** Opening RECORD EXCERPTS block **
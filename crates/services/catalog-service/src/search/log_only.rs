//! Index stand-in used when no provider credentials are configured.

use async_trait::async_trait;
use tracing::info;

use common::AppResult;

use super::{SearchDocument, SearchIndex, SearchPatch};

/// Logs every operation and reports success.
#[derive(Debug, Clone, Copy, Default)]
pub struct LogOnlyIndex;

#[async_trait]
impl SearchIndex for LogOnlyIndex {
    async fn save_object(&self, document: &SearchDocument) -> AppResult<()> {
        info!(
            object_id = %document.object_id,
            product_id = document.id,
            "Search index not configured - would save object"
        );
        Ok(())
    }

    async fn partial_update_object(&self, patch: &SearchPatch) -> AppResult<()> {
        info!(
            object_id = %patch.object_id,
            product_id = patch.id,
            "Search index not configured - would update object"
        );
        Ok(())
    }

    async fn delete_object(&self, object_id: &str) -> AppResult<()> {
        info!(object_id, "Search index not configured - would delete object");
        Ok(())
    }
}
//! HTTP surface: identity, admin checks and the action envelope.
//!
//! Services are stubbed; the database is only used by the health check.

mod support;

use std::sync::Arc;
use std::time::Duration;

use async_trait::async_trait;
use axum::body::{to_bytes, Body};
use axum::http::{header, Request, StatusCode};
use axum::Router;
use chrono::Utc;
use jsonwebtoken::{encode, EncodingKey, Header};
use serde_json::{json, Value};
use tower::ServiceExt;
use uuid::Uuid;

use catalog_service_lib::api::{create_router, AppState, Claims, TokenVerifier};
use catalog_service_lib::service::{ProductService, ReviewService, VariantService};
use common::{AppError, AppResult};
use domain::{
    CurrentUser, DashboardProduct, NewProduct, NewReview, ProductId, ProductVariant, Review,
    UpsertVariant, VariantId, VariantWithChildren,
};

const SECRET: &str = "test-secret-key-for-testing-only-32chars";

// =============================================================================
// Stub Services
// =============================================================================

struct StubVariants;

#[async_trait]
impl VariantService for StubVariants {
    async fn upsert_variant(&self, input: UpsertVariant) -> AppResult<String> {
        Ok(format!("Added {}", input.product_type))
    }

    async fn get_variant(&self, id: VariantId) -> AppResult<VariantWithChildren> {
        if id != 1 {
            return Err(AppError::NotFound);
        }
        Ok(VariantWithChildren {
            variant: ProductVariant {
                id,
                product_id: 3,
                color: "#ffffff".to_string(),
                product_type: "White".to_string(),
                updated: Utc::now(),
            },
            images: vec![],
            tags: vec![],
        })
    }

    async fn delete_variant(&self, _id: VariantId) -> AppResult<String> {
        Err(AppError::NotFound)
    }
}

struct StubReviews;

#[async_trait]
impl ReviewService for StubReviews {
    async fn add_review(&self, input: NewReview, user: Option<CurrentUser>) -> AppResult<Review> {
        let user = user.ok_or(AppError::Unauthorized)?;
        Ok(Review {
            id: 10,
            user_id: user.id,
            product_id: input.product_id,
            rating: input.rating,
            comment: input.comment,
            created: Utc::now(),
        })
    }

    async fn list_reviews(&self, _product_id: ProductId) -> AppResult<Vec<Review>> {
        Ok(vec![])
    }
}

struct StubProducts;

#[async_trait]
impl ProductService for StubProducts {
    async fn create_product(&self, input: NewProduct) -> AppResult<String> {
        Ok(format!("Product {} has been created", input.title))
    }

    async fn delete_product(&self, _id: ProductId) -> AppResult<String> {
        Err(AppError::internal("boom"))
    }

    async fn dashboard_products(&self) -> AppResult<Vec<DashboardProduct>> {
        Ok(vec![])
    }
}

// =============================================================================
// Helpers
// =============================================================================

async fn app() -> Router {
    let state = AppState {
        variant_service: Arc::new(StubVariants),
        review_service: Arc::new(StubReviews),
        product_service: Arc::new(StubProducts),
        database: Arc::new(support::connect().await),
        tokens: Arc::new(TokenVerifier::new(SECRET)),
    };
    create_router(state, Duration::from_secs(5))
}

fn token(role: &str) -> String {
    let now = Utc::now().timestamp();
    let claims = Claims {
        sub: Uuid::new_v4(),
        email: "test@example.com".to_string(),
        role: role.to_string(),
        exp: now + 3600,
        iat: now,
    };
    encode(
        &Header::default(),
        &claims,
        &EncodingKey::from_secret(SECRET.as_bytes()),
    )
    .unwrap()
}

fn post_json(uri: &str, bearer: Option<&str>, body: Value) -> Request<Body> {
    let mut builder = Request::builder()
        .method("POST")
        .uri(uri)
        .header(header::CONTENT_TYPE, "application/json");
    if let Some(token) = bearer {
        builder = builder.header(header::AUTHORIZATION, format!("Bearer {}", token));
    }
    builder.body(Body::from(body.to_string())).unwrap()
}

async fn send(app: Router, request: Request<Body>) -> (StatusCode, Value) {
    let response = app.oneshot(request).await.unwrap();
    let status = response.status();
    let bytes = to_bytes(response.into_body(), usize::MAX).await.unwrap();
    let body = if bytes.is_empty() {
        Value::Null
    } else {
        serde_json::from_slice(&bytes).unwrap()
    };
    (status, body)
}

fn variant_body() -> Value {
    json!({
        "editMode": false,
        "productID": 3,
        "color": "#ffffff",
        "productType": "White",
        "tags": ["basic"],
        "variantImages": []
    })
}

// =============================================================================
// Tests
// =============================================================================

#[tokio::test]
async fn test_health_check() {
    let request = Request::builder().uri("/health").body(Body::empty()).unwrap();
    let (status, body) = send(app().await, request).await;

    assert_eq!(status, StatusCode::OK);
    assert_eq!(body["status"], "healthy");
    assert_eq!(body["services"]["database"]["status"], "healthy");
}

#[tokio::test]
async fn test_variant_write_requires_sign_in() {
    let (status, body) = send(app().await, post_json("/variants", None, variant_body())).await;

    assert_eq!(status, StatusCode::UNAUTHORIZED);
    assert_eq!(body["error"]["code"], "UNAUTHORIZED");
}

#[tokio::test]
async fn test_variant_write_requires_admin() {
    let user = token("user");
    let (status, _) = send(
        app().await,
        post_json("/variants", Some(&user), variant_body()),
    )
    .await;

    assert_eq!(status, StatusCode::FORBIDDEN);
}

#[tokio::test]
async fn test_admin_variant_write_returns_envelope() {
    let admin = token("admin");
    let (status, body) = send(
        app().await,
        post_json("/variants", Some(&admin), variant_body()),
    )
    .await;

    assert_eq!(status, StatusCode::OK);
    assert_eq!(body, json!({ "success": "Added White" }));
}

#[tokio::test]
async fn test_failed_action_is_reported_in_envelope() {
    let admin = token("admin");
    let request = Request::builder()
        .method("DELETE")
        .uri("/variants/9")
        .header(header::AUTHORIZATION, format!("Bearer {}", admin))
        .body(Body::empty())
        .unwrap();
    let (status, body) = send(app().await, request).await;

    assert_eq!(status, StatusCode::OK);
    assert_eq!(body, json!({ "error": "Failed to delete variant" }));
}

#[tokio::test]
async fn test_invalid_token_is_rejected() {
    let (status, _) = send(
        app().await,
        post_json("/products", Some("not-a-jwt"), json!({})),
    )
    .await;

    assert_eq!(status, StatusCode::UNAUTHORIZED);
}

#[tokio::test]
async fn test_review_without_token_asks_to_sign_in() {
    let (status, body) = send(
        app().await,
        post_json(
            "/products/3/reviews",
            None,
            json!({ "rating": 4.0, "comment": "Nice" }),
        ),
    )
    .await;

    assert_eq!(status, StatusCode::OK);
    assert_eq!(body, json!({ "error": "Please sign in" }));
}

#[tokio::test]
async fn test_review_with_token_succeeds() {
    let user = token("user");
    let (status, body) = send(
        app().await,
        post_json(
            "/products/3/reviews",
            Some(&user),
            json!({ "rating": 4.0, "comment": "Nice" }),
        ),
    )
    .await;

    assert_eq!(status, StatusCode::OK);
    assert_eq!(body["success"]["productId"], 3);
    assert_eq!(body["success"]["comment"], "Nice");
}

#[tokio::test]
async fn test_public_reads() {
    let request = Request::builder()
        .uri("/variants/1")
        .body(Body::empty())
        .unwrap();
    let (status, body) = send(app().await, request).await;
    assert_eq!(status, StatusCode::OK);
    assert_eq!(body["productType"], "White");
    assert_eq!(body["variantImages"], json!([]));

    let request = Request::builder()
        .uri("/variants/2")
        .body(Body::empty())
        .unwrap();
    let (status, _) = send(app().await, request).await;
    assert_eq!(status, StatusCode::NOT_FOUND);
}

#[tokio::test]
async fn test_dashboard_requires_admin() {
    let user = token("user");
    let request = Request::builder()
        .uri("/dashboard/products")
        .header(header::AUTHORIZATION, format!("Bearer {}", user))
        .body(Body::empty())
        .unwrap();
    let (status, _) = send(app().await, request).await;
    assert_eq!(status, StatusCode::FORBIDDEN);

    let admin = token("admin");
    let request = Request::builder()
        .uri("/dashboard/products")
        .header(header::AUTHORIZATION, format!("Bearer {}", admin))
        .body(Body::empty())
        .unwrap();
    let (status, body) = send(app().await, request).await;
    assert_eq!(status, StatusCode::OK);
    assert_eq!(body, json!([]));
}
** Closing RECORD EXCERPTS block **
# THE PROBLEM
For each line of the data that includes the word "SearchIndex", return a copy of it.

# SOLVED PROBLEM
use super::{SearchDocument, SearchIndex, SearchPatch};
impl SearchIndex for LogOnlyIndex {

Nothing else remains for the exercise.